Segment Start: INFORMATION SHOWN
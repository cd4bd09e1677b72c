use thiserror::Error;

#[derive(Debug, Error)]
pub enum DbError {
    #[error("I/O error: {0}")]
    Io(#[from] std::io::Error),

    #[error("Serde JSON: {0}")]
    Json(#[from] serde_json::Error),

    #[error("BSON: {0}")]
    Bson(#[from] bson::error::Error),

    #[error("Config error: {0}")]
    Config(String),

    #[error("Collection not found: {0}")]
    NoSuchCollection(String),

    #[error("Collection already exists: {0}")]
    CollectionAlreadyExists(String),

    #[error("Document not found: {0}")]
    NoSuchDocument(String),

    #[error("No such method: {0}")]
    NoSuchMethod(String),

    #[error("Validation failed for `{path}`: {message}")]
    Validation { path: String, message: String },

    #[error("Cast error: {0}")]
    Cast(String),

    #[error("Invalid query chain: {0}")]
    InvalidChain(String),

    #[error("Query error: {0}")]
    QueryError(String),
}

impl DbError {
    pub(crate) fn validation(path: &str, message: impl Into<String>) -> Self {
        Self::Validation { path: path.to_string(), message: message.into() }
    }
}

impl From<toml::de::Error> for DbError {
    fn from(e: toml::de::Error) -> Self {
        Self::Config(e.to_string())
    }
}
use std::path::PathBuf;

/// Inputs shared by every subcommand: a schema declaration and NDJSON data.
#[derive(Debug, Clone)]
pub struct Source {
    pub schema: PathBuf,
    pub data: PathBuf,
}

#[derive(Debug, Clone)]
pub enum Command {
    Query {
        source: Source,
        filter_json: Option<String>,
        /// Shorthand (`"-hits name"`) or a JSON mapping (`{"hits": -1}`).
        sort: Option<String>,
        skip: Option<usize>,
        limit: Option<usize>,
        select: Option<String>,
        lean: bool,
        explain: bool,
    },
    Validate {
        source: Source,
    },
}
use bson::{Bson, Document as BsonDocument};
use regex::Regex;
use serde::{Deserialize, Serialize};
use std::str::FromStr;

use crate::errors::DbError;

// Hard cap on dotted path length during evaluation.
pub(crate) const MAX_PATH_DEPTH: usize = 32;

#[derive(Debug, Clone, Copy, PartialEq, Eq, Serialize, Deserialize)]
pub enum Order {
    Asc,
    Desc,
}

impl Order {
    /// Normalizes `1`, `-1`, `"asc"`, `"desc"`, `"ascending"`, `"descending"`.
    ///
    /// # Errors
    /// Returns `DbError::QueryError` for any other value.
    pub fn parse(v: &Bson) -> Result<Self, DbError> {
        match v {
            Bson::Int32(1) | Bson::Int64(1) => Ok(Self::Asc),
            Bson::Int32(-1) | Bson::Int64(-1) => Ok(Self::Desc),
            Bson::Double(f) if *f == 1.0 => Ok(Self::Asc),
            Bson::Double(f) if *f == -1.0 => Ok(Self::Desc),
            Bson::String(s) => s.parse(),
            other => Err(DbError::QueryError(format!("invalid sort direction: {other}"))),
        }
    }

    #[must_use]
    pub const fn as_i32(self) -> i32 {
        match self {
            Self::Asc => 1,
            Self::Desc => -1,
        }
    }
}

impl FromStr for Order {
    type Err = DbError;

    fn from_str(s: &str) -> Result<Self, Self::Err> {
        match s.to_ascii_lowercase().as_str() {
            "asc" | "ascending" => Ok(Self::Asc),
            "desc" | "descending" => Ok(Self::Desc),
            _ => Err(DbError::QueryError(format!("invalid sort direction: {s}"))),
        }
    }
}

#[derive(Debug, Clone, PartialEq, Eq, Serialize, Deserialize)]
pub struct SortSpec {
    pub field: String,
    pub order: Order,
}

impl SortSpec {
    #[must_use]
    pub fn new(field: &str, order: Order) -> Self {
        Self { field: field.to_string(), order }
    }
}

/// Input accepted by `Query::sort`.
#[derive(Debug, Clone)]
pub enum SortArg {
    /// `"-hits name"`: a leading `-` marks descending, `+` or nothing ascending.
    Shorthand(String),
    /// `{field: direction}` in insertion order.
    Mapping(BsonDocument),
    Specs(Vec<SortSpec>),
}

impl SortArg {
    /// # Errors
    /// Returns `DbError::QueryError` for empty keys or unknown directions.
    pub fn into_specs(self) -> Result<Vec<SortSpec>, DbError> {
        match self {
            Self::Shorthand(s) => s
                .split_whitespace()
                .map(|tok| {
                    let (field, order) = match tok.strip_prefix('-') {
                        Some(f) => (f, Order::Desc),
                        None => (tok.strip_prefix('+').unwrap_or(tok), Order::Asc),
                    };
                    if field.is_empty() {
                        return Err(DbError::QueryError(format!("invalid sort key `{tok}`")));
                    }
                    Ok(SortSpec::new(field, order))
                })
                .collect(),
            Self::Mapping(doc) => {
                doc.iter().map(|(k, v)| Ok(SortSpec::new(k, Order::parse(v)?))).collect()
            }
            Self::Specs(v) => Ok(v),
        }
    }
}

impl From<&str> for SortArg {
    fn from(s: &str) -> Self {
        Self::Shorthand(s.to_string())
    }
}

impl From<String> for SortArg {
    fn from(s: String) -> Self {
        Self::Shorthand(s)
    }
}

impl From<BsonDocument> for SortArg {
    fn from(d: BsonDocument) -> Self {
        Self::Mapping(d)
    }
}

impl From<Vec<SortSpec>> for SortArg {
    fn from(v: Vec<SortSpec>) -> Self {
        Self::Specs(v)
    }
}

#[derive(Debug, Clone)]
pub enum Op {
    Eq(Bson),
    Ne(Bson),
    Gt(Bson),
    Gte(Bson),
    Lt(Bson),
    Lte(Bson),
    In(Vec<Bson>),
    Nin(Vec<Bson>),
    Exists(bool),
    Mod { divisor: i64, remainder: i64 },
    Size(usize),
    Regex(Regex),
    All(Vec<Bson>),
    IsArray,
}

impl Op {
    #[must_use]
    pub const fn name(&self) -> &'static str {
        match self {
            Self::Eq(_) => "$eq",
            Self::Ne(_) => "$ne",
            Self::Gt(_) => "$gt",
            Self::Gte(_) => "$gte",
            Self::Lt(_) => "$lt",
            Self::Lte(_) => "$lte",
            Self::In(_) => "$in",
            Self::Nin(_) => "$nin",
            Self::Exists(_) => "$exists",
            Self::Mod { .. } => "$mod",
            Self::Size(_) => "$size",
            Self::Regex(_) => "$regex",
            Self::All(_) => "$all",
            Self::IsArray => "$isArray",
        }
    }

    /// Operand as it appears in a filter document.
    #[must_use]
    pub fn operand(&self) -> Bson {
        match self {
            Self::Eq(v) | Self::Ne(v) | Self::Gt(v) | Self::Gte(v) | Self::Lt(v) | Self::Lte(v) => {
                v.clone()
            }
            Self::In(vs) | Self::Nin(vs) | Self::All(vs) => Bson::Array(vs.clone()),
            Self::Exists(b) => Bson::Boolean(*b),
            Self::Mod { divisor, remainder } => {
                Bson::Array(vec![Bson::Int64(*divisor), Bson::Int64(*remainder)])
            }
            Self::Size(n) => Bson::Int64(i64::try_from(*n).unwrap_or(i64::MAX)),
            Self::Regex(re) => Bson::String(re.as_str().to_string()),
            Self::IsArray => Bson::Boolean(true),
        }
    }
}

/// One predicate: `path op operand`.
#[derive(Debug, Clone)]
pub struct Clause {
    pub path: String,
    pub op: Op,
}

/// `$slice` projection on an array path.
#[derive(Debug, Clone, Copy, PartialEq, Eq)]
pub struct Slice {
    /// Elements to skip; negative counts from the end.
    pub skip: Option<i64>,
    /// Elements to keep; negative without `skip` keeps the last `n`.
    pub count: i64,
}

#[derive(Debug, Clone, PartialEq, Eq)]
pub enum Projection {
    Include(Vec<String>),
    Exclude(Vec<String>),
}

#[derive(Debug, Default, Clone)]
pub struct UpdateDoc {
    pub set: Vec<(String, Bson)>,
    /// Operands are always `Int32`, `Int64` or `Double`.
    pub inc: Vec<(String, Bson)>,
    pub unset: Vec<String>,
}

#[derive(Debug, Default, Clone, PartialEq, Eq)]
pub struct UpdateReport {
    pub matched: u64,
    pub modified: u64,
}

#[derive(Debug, Default, Clone, PartialEq, Eq)]
pub struct DeleteReport {
    pub deleted: u64,
}

#[cfg(test)]
mod tests {
    use super::*;
    use bson::doc;

    #[test]
    fn direction_spellings_normalize() {
        for v in [Bson::Int32(1), "asc".into(), "ascending".into(), "ASC".into()] {
            assert_eq!(Order::parse(&v).unwrap(), Order::Asc);
        }
        for v in [Bson::Int32(-1), "desc".into(), "descending".into(), Bson::Int64(-1)] {
            assert_eq!(Order::parse(&v).unwrap(), Order::Desc);
        }
        assert!(Order::parse(&Bson::Int32(2)).is_err());
        assert!(Order::parse(&"sideways".into()).is_err());
    }

    #[test]
    fn shorthand_and_mapping_agree() {
        let a = SortArg::from("-hits name").into_specs().unwrap();
        let b = SortArg::from(doc! {"hits": "desc", "name": 1}).into_specs().unwrap();
        assert_eq!(a, b);
        assert_eq!(a[0], SortSpec::new("hits", Order::Desc));
    }

    #[test]
    fn bare_dash_is_rejected() {
        assert!(SortArg::from("- name").into_specs().is_err());
    }
}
Segment End: INFORMATION SHOWN
== YOUR INSTRUCTIONS ==
From the entries above, select each line containing the string "PathBuf".

== THE ANSWER ==
use std::path::PathBuf;
    pub schema: PathBuf,
    pub data: PathBuf,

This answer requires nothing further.